And just like that, a rushing terror punches through me. It knocks out the fabricated quiet of my Martian ocean, and the sheer magnitude of what nearly happened, of all the things I love that I would have missed out on if Ian hadn’t come for me, sweeps through my brain like a rake.
Dogs. Three a.m. in the summer. Sadie and Mara being absolute idiots, and me laughing at them. Hiking trips, kiwi iced tea, that Greek restaurant I never got around to trying, elegant code, the next season of Stranger Things, really good sex, a Nature publication, seeing humans on Mars, the ending of A Song of Ice and Fire—
“We need to be on our way before the storm gets worse,” Ian says. “Are you—”
Ian looks at me, and I don’t even try to hide my face.

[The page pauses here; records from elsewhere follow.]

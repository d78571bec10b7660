use std::time::Duration;

use axum::{
    extract::{Path, Query},
    response::Json,
    Extension,
};
use serde::Deserialize;

use crate::cache::{self, TenantCache};
use crate::chart;
use crate::config;
use crate::database::models::Account;
use crate::error::ApiError;
use crate::middleware::{ActiveTenant, ApiResponse, ApiResult, TenantDb};
use crate::services::{ChartService, ImportSummary, NewAccount, Page};

const ACCOUNTS_CACHE_KEY: &str = "accounts:all";

#[derive(Debug, Deserialize)]
pub struct ListAccountsQuery {
    pub search: Option<String>,
    pub limit: Option<i64>,
    pub offset: Option<i64>,
}

async fn tenant_cache(tenant: &ActiveTenant) -> Option<TenantCache> {
    cache::try_store()
        .await
        .map(|store| TenantCache::new(store, tenant.id))
}

/// GET /api/data/accounts - Chart of accounts, ordered by code. The
/// unfiltered first page is served from the tenant cache when possible.
pub async fn account_list(
    Extension(TenantDb(pool)): Extension<TenantDb>,
    Extension(tenant): Extension<ActiveTenant>,
    Query(query): Query<ListAccountsQuery>,
) -> ApiResult<Vec<Account>> {
    let unfiltered = query.search.is_none() && query.limit.is_none() && query.offset.is_none();

    if unfiltered {
        if let Some(cache) = tenant_cache(&tenant).await {
            match cache.get(ACCOUNTS_CACHE_KEY).await {
                Ok(Some(cached)) => {
                    if let Ok(accounts) = serde_json::from_str::<Vec<Account>>(&cached) {
                        return Ok(ApiResponse::success(accounts));
                    }
                }
                Ok(None) => {}
                Err(e) => tracing::warn!("Account cache read failed: {}", e),
            }
        }
    }

    let service = ChartService::new(pool);
    let accounts = service
        .list(query.search.as_deref(), Page::new(query.limit, query.offset))
        .await?;

    if unfiltered {
        if let Some(cache) = tenant_cache(&tenant).await {
            let ttl = Duration::from_secs(config::config().cache.default_ttl_secs);
            if let Ok(payload) = serde_json::to_string(&accounts) {
                if let Err(e) = cache.set(ACCOUNTS_CACHE_KEY, &payload, Some(ttl)).await {
                    tracing::warn!("Account cache write failed: {}", e);
                }
            }
        }
    }

    Ok(ApiResponse::success(accounts))
}

/// GET /api/data/accounts/:code
pub async fn account_get(
    Extension(TenantDb(pool)): Extension<TenantDb>,
    Path(code): Path<String>,
) -> ApiResult<Account> {
    let service = ChartService::new(pool);
    let account = service
        .get_by_code(&code)
        .await?
        .ok_or_else(|| ApiError::not_found(format!("Account '{}' not found", code)))?;

    Ok(ApiResponse::success(account))
}

#[derive(Debug, Deserialize)]
pub struct CreateAccountRequest {
    pub code: String,
    pub name: String,
    pub kind: Option<String>,
}

/// POST /api/data/accounts - Add a custom account under an existing parent
pub async fn account_create(
    Extension(TenantDb(pool)): Extension<TenantDb>,
    Extension(tenant): Extension<ActiveTenant>,
    Json(payload): Json<CreateAccountRequest>,
) -> ApiResult<Account> {
    let service = ChartService::new(pool);
    let account = service
        .create(NewAccount {
            code: payload.code,
            name: payload.name,
            kind: payload.kind,
        })
        .await?;

    invalidate_accounts(&tenant).await;
    Ok(ApiResponse::created(account))
}

#[derive(Debug, Deserialize)]
pub struct UpdateAccountRequest {
    pub name: Option<String>,
    pub kind: Option<String>,
}

/// PATCH /api/data/accounts/:code - Rename; custom accounts may change kind
pub async fn account_update(
    Extension(TenantDb(pool)): Extension<TenantDb>,
    Extension(tenant): Extension<ActiveTenant>,
    Path(code): Path<String>,
    Json(payload): Json<UpdateAccountRequest>,
) -> ApiResult<Account> {
    let service = ChartService::new(pool);
    let account = service
        .update(&code, payload.name.as_deref(), payload.kind.as_deref())
        .await?;

    invalidate_accounts(&tenant).await;
    Ok(ApiResponse::success(account))
}

/// DELETE /api/data/accounts/:code - Soft delete a custom, unreferenced account
pub async fn account_delete(
    Extension(TenantDb(pool)): Extension<TenantDb>,
    Extension(tenant): Extension<ActiveTenant>,
    Path(code): Path<String>,
) -> ApiResult<()> {
    let service = ChartService::new(pool);
    service.soft_delete(&code).await?;

    invalidate_accounts(&tenant).await;
    Ok(ApiResponse::no_content())
}

/// POST /api/data/accounts/:code/restore
pub async fn account_restore(
    Extension(TenantDb(pool)): Extension<TenantDb>,
    Extension(tenant): Extension<ActiveTenant>,
    Path(code): Path<String>,
) -> ApiResult<Account> {
    let service = ChartService::new(pool);
    let account = service.restore(&code).await?;

    invalidate_accounts(&tenant).await;
    Ok(ApiResponse::success(account))
}

/// POST /api/data/accounts/import - Seed the standard TT-133 catalog.
/// Idempotent: codes that already exist are skipped.
pub async fn account_import(
    Extension(TenantDb(pool)): Extension<TenantDb>,
    Extension(tenant): Extension<ActiveTenant>,
) -> ApiResult<ImportSummary> {
    let service = ChartService::new(pool);
    let summary = service.import_catalog(&chart::builtin_catalog()).await?;

    // Bulk change: drop every cached value for the tenant
    if let Some(cache) = tenant_cache(&tenant).await {
        if let Err(e) = cache.invalidate_all().await {
            tracing::warn!("Tenant cache invalidation failed: {}", e);
        }
    }

    Ok(ApiResponse::success(summary))
}

async fn invalidate_accounts(tenant: &ActiveTenant) {
    if let Some(cache) = tenant_cache(tenant).await {
        if let Err(e) = cache.delete(ACCOUNTS_CACHE_KEY).await {
            tracing::warn!("Account cache invalidation failed: {}", e);
        }
    }
}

I’m well past that. When he comes closer, a dark frown on his face, I let him hold my eyes, lift my chin with his fingers, inspect my cheeks. His expression shifts from urgent, to worried, to understanding. I draw in a breath that turns into a gulp. The gulp, to my horror, morphs into a sob. Two. Three. Five. And then...
Then I’m just a fucking mess. Blubbering pitifully, like a child, and when a warm, heavy body wraps around me and grips me tightly, I offer no resistance.
“I’m sorry,” I murmur into the nylon of Ian’s jacket. “I’m sorry, I’m sorry, I’m sorry. I— I have no clue what’s wrong with me, I—” It’s just that I hadn’t known. Down in the crevasse, I was able to pretend it wasn’t happening. But now that I’m out, and I don’t feel numb anymore, it’s all flooding back, and I cannot stop seeing them, all the things, all the things that I almost—
“Shh.” Ian’s hands feel impossibly large as they move up and down my back, cupping my head, stroking my snow-damp hair where it spills from under the hat. We are in the icy middle of a storm, but this close to him, I feel almost peaceful. “Shh. It’s okay.”
I cling to him. He lets me sob for long moments we cannot afford, pressing me against him with no air between us, until I can feel his heartbeat through the thick layers of our clothes. Then he mumbles “Fucking Merel” with barely restrained fury, and I think that it would be so easy to blame things on Merel, but the truth is, it’s all my fault.
When I lean back to tell him, he cups my face. “We really need to go. I’ll carry you to the coast. I have a light brace for your ankle, just to avoid messing it up even more.”
“The coast?”
“My boat is less than an hour away.”
“Your boat?”
“Come on. We have to get going before more snow falls.”
“I—maybe I can walk. I can at least try—”
He smiles, and the thought that I could have died—I could have died—without being smiled at like this, by this man, has my lips trembling. “I don’t mind carrying you.” A dimple appears. “Do try to contain your love for crevasses, please.”
I glare at him through the tears. As it turns out, it’s exactly what he wants from me.
•••
Ian carries me almost all the way.
To say that he does it without breaking a sweat, in the whiteout of a thickening snowstorm, in negative-ten-degree-Celsius weather, would probably be a bit of an exaggeration. He smells salty and warm as he deposits me on one of the bunks on the lower deck of the boat, a small expedition ship named M/S Sjøveien. I do spot little droplets of perspiration here and there, and they make his forehead and upper lip shine before he wipes them with the sleeves of his coat.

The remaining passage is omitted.